Following a four-day trial, the eight-member jury awarded Speth $150,000 in compensatory damages and $125,000,000 in punitive damages.
Key here, as the EEOC’s Chicago District Director put it, is the requirement, under the ADA (and Section 503 of the Rehabilitation Act), that “[e]mployers, no matter how large, have an obligation… to evaluate the individual circumstances of employees with disabilities when considering requests for reasonable accommodations.”
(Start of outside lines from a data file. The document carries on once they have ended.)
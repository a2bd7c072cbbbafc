//! Validation and serialization adapter.
//!
//! Wraps a model type `T` the way a schema layer wraps model instances:
//! incoming JSON is validated into `T` (serde does the structural work, a
//! [`Validate`] hook adds field rules), and outgoing instances are dumped
//! back to JSON.
//!
//! ```text
//! Serializer::with_data(json) → is_valid() → validated_data() / errors()
//! Serializer::with_instance(model) → data()
//! ```

use std::collections::BTreeMap;

use serde::de::DeserializeOwned;
use serde::Serialize;
use serde_json::Value;

use crate::error::{ApiError, ApiResult};

/// Field name to error messages.
pub type FieldErrors = BTreeMap<String, Vec<String>>;

/// Field-level rules applied after deserialization.
pub trait Validate {
    fn validate(&self) -> Result<(), FieldErrors> {
        Ok(())
    }
}

/// Schema adapter over `T`.
#[derive(Debug, Clone)]
pub struct Serializer<T> {
    instance: Option<T>,
    initial_data: Option<Value>,
    validated: Option<Result<T, FieldErrors>>,
}

impl<T> Serializer<T>
where
    T: Serialize + DeserializeOwned + Validate,
{
    /// Serializer for dumping an existing instance.
    pub fn with_instance(instance: T) -> Self {
        Self {
            instance: Some(instance),
            initial_data: None,
            validated: None,
        }
    }

    /// Serializer for validating incoming data.
    pub fn with_data(data: Value) -> Self {
        Self {
            instance: None,
            initial_data: Some(data),
            validated: None,
        }
    }

    /// Serializer updating `instance` from `data`.
    pub fn for_update(instance: T, data: Value) -> Self {
        Self {
            instance: Some(instance),
            initial_data: Some(data),
            validated: None,
        }
    }

    pub fn instance(&self) -> Option<&T> {
        self.instance.as_ref()
    }

    pub fn initial_data(&self) -> Option<&Value> {
        self.initial_data.as_ref()
    }

    /// Validate the initial data.
    ///
    /// With `raise_exception`, invalid data becomes a 400 whose detail is
    /// the field error map. Calling this without data is a programming
    /// error and answers 500.
    pub fn is_valid(&mut self, raise_exception: bool) -> ApiResult<bool> {
        let Some(data) = self.initial_data.clone() else {
            tracing::error!("is_valid() called on a serializer without data");
            return Err(ApiError::internal());
        };

        let result = serde_json::from_value::<T>(data)
            .map_err(|e| {
                let mut errors = FieldErrors::new();
                errors.insert("_schema".to_string(), vec![e.to_string()]);
                errors
            })
            .and_then(|value| value.validate().map(|()| value));

        let valid = result.is_ok();
        if let Err(errors) = &result {
            if raise_exception {
                let detail = serde_json::to_value(errors).unwrap_or(Value::Null);
                self.validated = Some(result);
                return Err(ApiError::bad_request().with_detail(detail));
            }
            tracing::debug!(fields = errors.len(), "Serializer validation failed");
        }
        self.validated = Some(result);
        Ok(valid)
    }

    /// Field errors from the last validation.
    pub fn errors(&self) -> ApiResult<FieldErrors> {
        match &self.validated {
            Some(Ok(_)) => Ok(FieldErrors::new()),
            Some(Err(errors)) => Ok(errors.clone()),
            None => Err(not_validated("errors")),
        }
    }

    /// The validated value.
    pub fn validated_data(&self) -> ApiResult<&T> {
        match &self.validated {
            Some(Ok(value)) => Ok(value),
            Some(Err(_)) => Err(ApiError::bad_request()),
            None => Err(not_validated("validated_data")),
        }
    }

    /// Take the validated value, consuming the serializer.
    pub fn into_validated(self) -> ApiResult<T> {
        match self.validated {
            Some(Ok(value)) => Ok(value),
            Some(Err(errors)) => Err(ApiError::bad_request()
                .with_detail(serde_json::to_value(errors).unwrap_or(Value::Null))),
            None => Err(not_validated("into_validated")),
        }
    }

    /// Representation for responses.
    ///
    /// The instance when present and valid, else the validated data, else
    /// `null`. Reading data supplied for validation before `is_valid()` is
    /// a programming error.
    pub fn data(&self) -> ApiResult<Value> {
        if self.initial_data.is_some() && self.validated.is_none() {
            return Err(not_validated("data"));
        }
        let has_error = matches!(self.validated, Some(Err(_)));
        let value = match (&self.instance, &self.validated) {
            (Some(instance), _) if !has_error => serde_json::to_value(instance),
            (_, Some(Ok(validated))) => serde_json::to_value(validated),
            _ => Ok(Value::Null),
        };
        value.map_err(|e| {
            tracing::error!(error = %e, "Failed to dump serializer data");
            ApiError::internal()
        })
    }
}

fn not_validated(accessor: &str) -> ApiError {
    tracing::error!(accessor, "You must call `.is_valid()` before accessing serializer results");
    ApiError::internal()
}

#[cfg(test)]
mod tests {
    use super::*;
    use crate::error::ErrorKind;
    use serde::Deserialize;
    use serde_json::json;

    #[derive(Debug, Clone, PartialEq, Serialize, Deserialize)]
    struct Note {
        title: String,
        #[serde(default)]
        body: String,
    }

    impl Validate for Note {
        fn validate(&self) -> Result<(), FieldErrors> {
            if self.title.trim().is_empty() {
                let mut errors = FieldErrors::new();
                errors.insert("title".into(), vec!["may not be blank".into()]);
                return Err(errors);
            }
            Ok(())
        }
    }

    #[test]
    fn test_valid_data() {
        let mut s = Serializer::<Note>::with_data(json!({"title": "hello", "extra": 1}));
        assert!(s.is_valid(false).unwrap());
        assert!(s.errors().unwrap().is_empty());
        assert_eq!(s.validated_data().unwrap().title, "hello");
        assert_eq!(s.data().unwrap(), json!({"title": "hello", "body": ""}));
    }

    #[test]
    fn test_field_rule_failure() {
        let mut s = Serializer::<Note>::with_data(json!({"title": "  "}));
        assert!(!s.is_valid(false).unwrap());
        assert_eq!(s.errors().unwrap()["title"], vec!["may not be blank"]);
        assert_eq!(s.data().unwrap(), Value::Null);
    }

    #[test]
    fn test_raise_exception() {
        let mut s = Serializer::<Note>::with_data(json!({"body": "no title"}));
        let err = s.is_valid(true).unwrap_err();
        assert_eq!(err.kind(), ErrorKind::BadRequest);
        assert!(err.detail().unwrap().get("_schema").is_some());
    }

    #[test]
    fn test_accessors_before_validation() {
        let s = Serializer::<Note>::with_data(json!({"title": "x"}));
        assert_eq!(s.errors().unwrap_err().kind(), ErrorKind::Internal);
        assert_eq!(s.data().unwrap_err().kind(), ErrorKind::Internal);

        let mut s = Serializer::<Note>::with_instance(Note { title: "x".into(), body: String::new() });
        assert_eq!(s.is_valid(false).unwrap_err().kind(), ErrorKind::Internal);
    }

    #[test]
    fn test_instance_dump() {
        let s = Serializer::with_instance(Note { title: "a</b".into(), body: "c".into() });
        assert_eq!(s.data().unwrap(), json!({"title": "a</b", "body": "c"}));
    }
}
The OFCCP’s audit scheduling letter includes a request for “documentation of any accommodation requests received and their resolution if any.” It is important for clients not only to act on all requests for accommodations and conduct individualized assessments but also to maintain supporting documentation. Maintaining a log of accommodation requests and their disposition, as well as developing a centralized accommodation process, are recommended best practices. If you’d like additional information, reach out to us at email@example.com or by calling 888-414-2410.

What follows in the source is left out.